Figures 4.3, 4.4, and 4.5 show the different monitoring results base on PCA, CCA, and PLS model for typical faults IDV(1), IDV(16), and IDV(20), respectively. Here, the black line is the statistic calculated from the real-time data and the red line is the normal statistic threshold from the offline model calculation.

It is easy to find that CCA has better detection for certain fault types from Table 4.5, such as faults IDV(10), IDV(16), IDV(19), and IDV(20). The monitoring results for faults IDV(16) and IDV(20) are shown in Figs. 4.4 and 4.5. Why does CCA show better detection capabilities than the other two methods in certain faults? Let’s check the setting of process variable X for three methods. In contrast to PCA and PLS, CCA splits its X-space directly into two parts and extracts the latent variables by examining the correlation between these two parts, i.e., the latent variables extracted by CCA can better characterise the changes in the process.

4.4 Fault Classification Based on FDA

To further test the effectiveness of fault classification, samples from the 161th to the 700th of the 21 fault data sets and the normal data sets are used for training FDA model. The corresponding data from the 701th to the 960th samples are used to test FDA model and its classification ability. FDA in Sect.  is a classical method to validate the classification effect and identify the fault types. The following distance metric index is introduced to further quantify the difference between different faults:

$$\begin{aligned} \mathrm{{D}}_2=\left\| \ \mathrm{FDA}_i - \mathrm{FDA}_j\right\| , \end{aligned}$$

where \(\mathrm{FDA}_i\) denotes the FDA feature vector of the ith fault.

Fig. 4.3
figure 3

PCA, CCA, and PLS monitoring results for IDV(1)

Fig. 4.4
figure 4

PCA, CCA, and PLS monitoring results for IDV(16)

Fig. 4.5
figure 5

PCA, CCA, and PLS monitoring results for IDV(20)
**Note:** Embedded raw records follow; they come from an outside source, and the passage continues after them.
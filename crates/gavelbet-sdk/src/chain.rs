use std::sync::Arc;

use async_trait::async_trait;
use reqwest::StatusCode;
use serde::Deserialize;
use serde::de::DeserializeOwned;

use crate::address::Address;
use crate::error::{Error, Result};
use crate::hashing::{DatumHash, ScriptHash, TxId};
use crate::ledger::{OutputDatum, OutputRef, TxOutput, UnspentOutput, Value};
use crate::network::Network;
use crate::params::{ExUnits, ProtocolParams, Rational};

/// Page size Blockfrost allows for list endpoints.
const PAGE_SIZE: usize = 100;

/// Backend for querying the Cardano ledger and submitting transactions.
#[async_trait]
pub trait ChainBackend: Send + Sync {
    /// Unspent outputs currently sitting at `address`.
    async fn fetch_outputs_at_address(&self, address: &Address) -> Result<Vec<UnspentOutput>>;

    /// Unspent outputs created by `tx_id`. Before the provider has indexed
    /// the transaction this is `Error::NotFound` or empty.
    async fn fetch_outputs_by_tx(&self, tx_id: &TxId) -> Result<Vec<UnspentOutput>>;

    /// Submit a signed transaction and return its id.
    async fn submit_transaction(&self, tx_bytes: &[u8]) -> Result<TxId>;

    async fn protocol_params(&self) -> Result<ProtocolParams>;
}

#[async_trait]
impl<T: ChainBackend + ?Sized> ChainBackend for Arc<T> {
    async fn fetch_outputs_at_address(&self, address: &Address) -> Result<Vec<UnspentOutput>> {
        (**self).fetch_outputs_at_address(address).await
    }

    async fn fetch_outputs_by_tx(&self, tx_id: &TxId) -> Result<Vec<UnspentOutput>> {
        (**self).fetch_outputs_by_tx(tx_id).await
    }

    async fn submit_transaction(&self, tx_bytes: &[u8]) -> Result<TxId> {
        (**self).submit_transaction(tx_bytes).await
    }

    async fn protocol_params(&self) -> Result<ProtocolParams> {
        (**self).protocol_params().await
    }
}

/// Blockfrost-based chain backend.
pub struct BlockfrostBackend {
    client: reqwest::Client,
    base_url: String,
    project_id: String,
}

impl BlockfrostBackend {
    pub fn new(network: Network, project_id: &str) -> Self {
        Self::with_base_url(network.blockfrost_url(), project_id)
    }

    /// Point at a self-hosted or proxied instance.
    pub fn with_base_url(base_url: &str, project_id: &str) -> Self {
        Self {
            client: reqwest::Client::new(),
            base_url: base_url.trim_end_matches('/').to_string(),
            project_id: project_id.to_string(),
        }
    }

    pub fn base_url(&self) -> &str {
        &self.base_url
    }

    async fn get<T: DeserializeOwned>(&self, path: &str) -> Result<T> {
        let url = format!("{}{}", self.base_url, path);
        let resp = self
            .client
            .get(&url)
            .header("project_id", &self.project_id)
            .send()
            .await
            .map_err(|e| Error::Query(format!("GET {path}: {e}")))?;

        let status = resp.status();
        if status == StatusCode::NOT_FOUND {
            return Err(Error::NotFound(path.to_string()));
        }
        if !status.is_success() {
            let body = resp.text().await.unwrap_or_default();
            return Err(Error::Query(format!("GET {path}: {status}: {body}")));
        }
        resp.json()
            .await
            .map_err(|e| Error::Query(format!("GET {path}: bad response: {e}")))
    }
}

#[async_trait]
impl ChainBackend for BlockfrostBackend {
    async fn fetch_outputs_at_address(&self, address: &Address) -> Result<Vec<UnspentOutput>> {
        let bech32 = address.to_bech32()?;
        let mut results = Vec::new();
        for page in 1.. {
            let path = format!("/addresses/{bech32}/utxos?page={page}&count={PAGE_SIZE}");
            let entries: Vec<BfAddressUtxo> = match self.get(&path).await {
                Ok(entries) => entries,
                // Addresses that never received anything are unknown to the indexer.
                Err(e) if e.is_not_found() => Vec::new(),
                Err(e) => return Err(e),
            };
            let done = entries.len() < PAGE_SIZE;
            results.extend(usable_outputs(entries));
            if done {
                break;
            }
        }
        log::debug!("{} outputs at {address}", results.len());
        Ok(results)
    }

    async fn fetch_outputs_by_tx(&self, tx_id: &TxId) -> Result<Vec<UnspentOutput>> {
        let tx: BfTxUtxos = self.get(&format!("/txs/{tx_id}/utxos")).await?;
        tx.outputs
            .into_iter()
            .filter(|o| o.consumed_by_tx.is_none())
            .map(|o| o.into_unspent(*tx_id))
            .collect()
    }

    async fn submit_transaction(&self, tx_bytes: &[u8]) -> Result<TxId> {
        let resp = self
            .client
            .post(format!("{}/tx/submit", self.base_url))
            .header("project_id", &self.project_id)
            .header(reqwest::header::CONTENT_TYPE, "application/cbor")
            .body(tx_bytes.to_vec())
            .send()
            .await
            .map_err(|e| Error::Submission(e.to_string()))?;

        let status = resp.status();
        let body = resp.text().await.unwrap_or_default();
        if !status.is_success() {
            return Err(Error::Submission(format!("{status}: {body}")));
        }
        let hash: String = serde_json::from_str(&body)
            .map_err(|e| Error::Submission(format!("unexpected submit response {body:?}: {e}")))?;
        hash.parse()
    }

    async fn protocol_params(&self) -> Result<ProtocolParams> {
        let p: BfParams = self.get("/epochs/latest/parameters").await?;
        p.try_into()
    }
}

// ── Blockfrost response shapes ───────────────────────────────────────────

#[derive(Debug, Deserialize)]
struct BfAmount {
    unit: String,
    quantity: String,
}

/// Converts a page of address entries, skipping any the provider sent malformed.
fn usable_outputs(entries: Vec<BfAddressUtxo>) -> Vec<UnspentOutput> {
    let mut outputs = Vec::with_capacity(entries.len());
    for entry in entries {
        let location = format!("{}#{}", entry.tx_hash, entry.output_index);
        match entry.into_unspent() {
            Ok(utxo) => outputs.push(utxo),
            Err(e) => log::warn!("skipping malformed output {location}: {e}"),
        }
    }
    outputs
}

#[derive(Debug, Deserialize)]
struct BfAddressUtxo {
    address: String,
    tx_hash: String,
    output_index: u32,
    amount: Vec<BfAmount>,
    data_hash: Option<String>,
    inline_datum: Option<String>,
}

impl BfAddressUtxo {
    fn into_unspent(self) -> Result<UnspentOutput> {
        let tx_id: TxId = self.tx_hash.parse()?;
        Ok(UnspentOutput::new(
            OutputRef::new(tx_id, self.output_index),
            parse_output(&self.address, &self.amount, self.data_hash, self.inline_datum)?,
        ))
    }
}

#[derive(Debug, Deserialize)]
struct BfTxUtxos {
    outputs: Vec<BfTxOutput>,
}

#[derive(Debug, Deserialize)]
struct BfTxOutput {
    address: String,
    output_index: u32,
    amount: Vec<BfAmount>,
    data_hash: Option<String>,
    inline_datum: Option<String>,
    #[serde(default)]
    consumed_by_tx: Option<String>,
}

impl BfTxOutput {
    fn into_unspent(self, tx_id: TxId) -> Result<UnspentOutput> {
        Ok(UnspentOutput::new(
            OutputRef::new(tx_id, self.output_index),
            parse_output(&self.address, &self.amount, self.data_hash, self.inline_datum)?,
        ))
    }
}

fn parse_output(
    address: &str,
    amount: &[BfAmount],
    data_hash: Option<String>,
    inline_datum: Option<String>,
) -> Result<TxOutput> {
    let address = Address::from_bech32(address)?;
    let mut value = Value::default();
    for a in amount {
        let qty: u64 = a
            .quantity
            .parse()
            .map_err(|e| Error::Query(format!("bad quantity {:?}: {e}", a.quantity)))?;
        if a.unit == "lovelace" {
            value.coin = value.coin.checked_add(qty).ok_or(Error::ValueOverflow)?;
            continue;
        }
        if a.unit.len() < ScriptHash::LEN * 2 {
            return Err(Error::Query(format!("bad asset unit {}", a.unit)));
        }
        let (policy, name) = a.unit.split_at(ScriptHash::LEN * 2);
        let name = hex::decode(name).map_err(|e| Error::Query(format!("bad asset name: {e}")))?;
        value = value.with_asset(policy.parse()?, name, qty);
    }
    let datum = match (inline_datum, data_hash) {
        (Some(raw), _) => OutputDatum::Inline(
            hex::decode(&raw).map_err(|e| Error::Query(format!("bad inline datum: {e}")))?,
        ),
        (None, Some(h)) => OutputDatum::Hash(h.parse::<DatumHash>()?),
        (None, None) => OutputDatum::None,
    };
    Ok(TxOutput {
        address,
        value,
        datum,
    })
}

#[derive(Debug, Deserialize)]
struct BfParams {
    min_fee_a: u64,
    min_fee_b: u64,
    coins_per_utxo_size: Option<serde_json::Value>,
    price_mem: serde_json::Number,
    price_step: serde_json::Number,
    collateral_percent: u64,
    max_collateral_inputs: u32,
    max_tx_size: u64,
    max_tx_ex_mem: serde_json::Value,
    max_tx_ex_steps: serde_json::Value,
    #[serde(default)]
    cost_models_raw: Option<serde_json::Map<String, serde_json::Value>>,
}

impl TryFrom<BfParams> for ProtocolParams {
    type Error = Error;

    fn try_from(p: BfParams) -> Result<Self> {
        let coins_per_utxo_byte = p
            .coins_per_utxo_size
            .as_ref()
            .map(lenient_u64)
            .transpose()?
            .ok_or_else(|| Error::Query("coins_per_utxo_size missing".into()))?;
        let plutus_v3_cost_model = p
            .cost_models_raw
            .as_ref()
            .and_then(|m| m.get("PlutusV3"))
            .and_then(|v| v.as_array())
            .ok_or_else(|| Error::Query("PlutusV3 cost model missing".into()))?
            .iter()
            .map(|v| {
                v.as_i64()
                    .ok_or_else(|| Error::Query(format!("bad cost model entry {v}")))
            })
            .collect::<Result<Vec<_>>>()?;

        Ok(ProtocolParams {
            min_fee_a: p.min_fee_a,
            min_fee_b: p.min_fee_b,
            coins_per_utxo_byte,
            price_mem: json_rational(&p.price_mem)?,
            price_steps: json_rational(&p.price_step)?,
            collateral_percent: p.collateral_percent,
            max_collateral_inputs: p.max_collateral_inputs,
            max_tx_size: p.max_tx_size,
            max_tx_ex_units: ExUnits::new(lenient_u64(&p.max_tx_ex_mem)?, lenient_u64(&p.max_tx_ex_steps)?),
            plutus_v3_cost_model,
        })
    }
}

/// Blockfrost serializes large integers as strings.
fn lenient_u64(v: &serde_json::Value) -> Result<u64> {
    match v {
        serde_json::Value::Number(n) => n.as_u64(),
        serde_json::Value::String(s) => s.parse().ok(),
        _ => None,
    }
    .ok_or_else(|| Error::Query(format!("expected unsigned integer, got {v}")))
}

/// Exact rational from a JSON number, including exponent notation.
fn json_rational(n: &serde_json::Number) -> Result<Rational> {
    let s = n.to_string();
    let Some((mantissa, exp)) = s.split_once(['e', 'E']) else {
        return Rational::from_decimal(&s);
    };
    let base = Rational::from_decimal(mantissa)?;
    let exp: i32 = exp
        .parse()
        .map_err(|e| Error::Query(format!("bad exponent in {s}: {e}")))?;
    let scale = 10u64
        .checked_pow(exp.unsigned_abs())
        .ok_or_else(|| Error::Query(format!("exponent out of range in {s}")))?;
    if exp < 0 {
        Rational::new(
            base.numerator,
            base.denominator.checked_mul(scale).ok_or(Error::ValueOverflow)?,
        )
    } else {
        Rational::new(
            base.numerator.checked_mul(scale).ok_or(Error::ValueOverflow)?,
            base.denominator,
        )
    }
}

#[cfg(test)]
mod tests {
    use super::*;

    #[test]
    fn parses_address_utxo() {
        let json = r#"[{
            "address": "addr_test1wz2fxv2umyhttkxyxp8x0dlpdt3k6cwng5pxj3jhsydzersg6ll8z",
            "tx_hash": "39a7a284c2a0948189dc45dec670211cd4d72f7b66c5726c08d9b3df11e44d58",
            "tx_index": 0,
            "output_index": 1,
            "amount": [
                {"unit": "lovelace", "quantity": "2000000"},
                {"unit": "b0d07d45fe9514f80213f4020e5a61241458be626841cde717cb38a74e4654", "quantity": "7"}
            ],
            "block": "7eb8e27d18686c7db9a18f8bbcfe34e3fed6e047afaa2d969904d15e934847e6",
            "data_hash": "9e478573ab81ea7a8e31891ce0648b81229f408d596a3483e6f4f9b92d3cf710",
            "inline_datum": "d87980",
            "reference_script_hash": null
        }]"#;
        let entries: Vec<BfAddressUtxo> = serde_json::from_str(json).unwrap();
        let utxo = entries.into_iter().next().unwrap().into_unspent().unwrap();
        assert_eq!(utxo.out_ref.index, 1);
        assert_eq!(utxo.coin(), 2_000_000);
        assert!(utxo.output.address.is_script());
        assert!(utxo.output.value.has_assets());
        assert_eq!(utxo.output.datum, OutputDatum::Inline(vec![0xd8, 0x79, 0x80]));
    }

    #[test]
    fn malformed_entry_does_not_hide_the_rest() {
        let json = r#"[
            {
                "address": "addr_test1wz2fxv2umyhttkxyxp8x0dlpdt3k6cwng5pxj3jhsydzersg6ll8z",
                "tx_hash": "not-a-hash",
                "output_index": 0,
                "amount": [{"unit": "lovelace", "quantity": "1000000"}],
                "data_hash": null,
                "inline_datum": null
            },
            {
                "address": "addr_test1wz2fxv2umyhttkxyxp8x0dlpdt3k6cwng5pxj3jhsydzersg6ll8z",
                "tx_hash": "39a7a284c2a0948189dc45dec670211cd4d72f7b66c5726c08d9b3df11e44d58",
                "output_index": 2,
                "amount": [{"unit": "lovelace", "quantity": "abc"}],
                "data_hash": null,
                "inline_datum": null
            },
            {
                "address": "addr_test1wz2fxv2umyhttkxyxp8x0dlpdt3k6cwng5pxj3jhsydzersg6ll8z",
                "tx_hash": "39a7a284c2a0948189dc45dec670211cd4d72f7b66c5726c08d9b3df11e44d58",
                "output_index": 3,
                "amount": [{"unit": "lovelace", "quantity": "3000000"}],
                "data_hash": null,
                "inline_datum": null
            }
        ]"#;
        let entries: Vec<BfAddressUtxo> = serde_json::from_str(json).unwrap();
        let outputs = usable_outputs(entries);
        assert_eq!(outputs.len(), 1);
        assert_eq!(outputs[0].out_ref.index, 3);
        assert_eq!(outputs[0].coin(), 3_000_000);
    }

    #[test]
    fn parses_protocol_params() {
        let json = r#"{
            "min_fee_a": 44, "min_fee_b": 155381,
            "coins_per_utxo_size": "4310",
            "price_mem": 0.0577, "price_step": 7.21e-5,
            "collateral_percent": 150, "max_collateral_inputs": 3,
            "max_tx_size": 16384,
            "max_tx_ex_mem": "14000000", "max_tx_ex_steps": "10000000000",
            "cost_models_raw": {"PlutusV3": [100788, 420, -1]}
        }"#;
        let p: BfParams = serde_json::from_str(json).unwrap();
        let pp = ProtocolParams::try_from(p).unwrap();
        assert_eq!(pp.coins_per_utxo_byte, 4310);
        assert_eq!(pp.price_mem, Rational::new(577, 10_000).unwrap());
        assert_eq!(
            pp.price_steps.numerator as u128 * 10_000_000,
            721 * pp.price_steps.denominator as u128
        );
        assert_eq!(pp.max_tx_ex_units, ExUnits::new(14_000_000, 10_000_000_000));
        assert_eq!(pp.plutus_v3_cost_model, vec![100788, 420, -1]);
    }
}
The simulation results are shown in Fig. 4.6. The 22 kinds of data (including the normal operation and 21 faulty operation) can be roughly divided into two major categories: the first category is the faults that are significantly different from other faults, which contains faults IDV(2) (line with \(\lozenge \)), IDV(6) (line with \(*\)), and IDV(18) (line with \(\circ \)); the other category is the set of faults whose characteristics are relatively close to each other.

Fig. 4.6
figure 6

\(\mathrm{{D}}_2\) index for different faults

The faults IDV(1), IDV(2), IDV(6), and IDV(20) are further analyzed. The FDA results for fault classification are shown in Fig. 4.7. The \(\mathrm{{D}}_2\) indices for these faults vary considerably, as the classification results clearly illustrated. Conversely, certain faults have very small differences in \(\mathrm{{D}}_2\) indices. For example, faults IDV(4), IDV(11), and IDV(14) have the similar FDA \(\mathrm{{D}}_2\) indices, shown in Fig. 4.8. These faults are difficult to classify accurately based on FDA model, as shown in Fig. 4.9.

Fig. 4.7
figure 7

FDA identification result for the fault 1, 2, 6, and 20

Fig. 4.8
figure 8

\(\mathrm{{D}}_2\) indices for fault 4, 11, and 14

Fig. 4.9
figure 9

FDA identification result for the fault 4, 11, and 14

4.5 Conclusions

Two kinds of simulation platforms are introduced for verifying the statistical monitoring methods and several experiments based on the traditional methods, PCA, PLS, CCA, and FDA, are finished. These basic experiments illustrate the characteristics of several methods and their fault detection effects. Actually, there are lots of improved methods to overcome the shortcomings and deficiencies of the original multivariate statistical analysis methods. Each method has its own conditions and scope of application. No one method completely outperforms the others in terms of performance. Furthermore, data-based fault detection methods need to be combined with the actual monitoring objects, and existing methods need to be improved according to its knowledge and characteristics. So this book focus on the fault detection (discrimination) strategies for batch processes and strong nonlinear systems.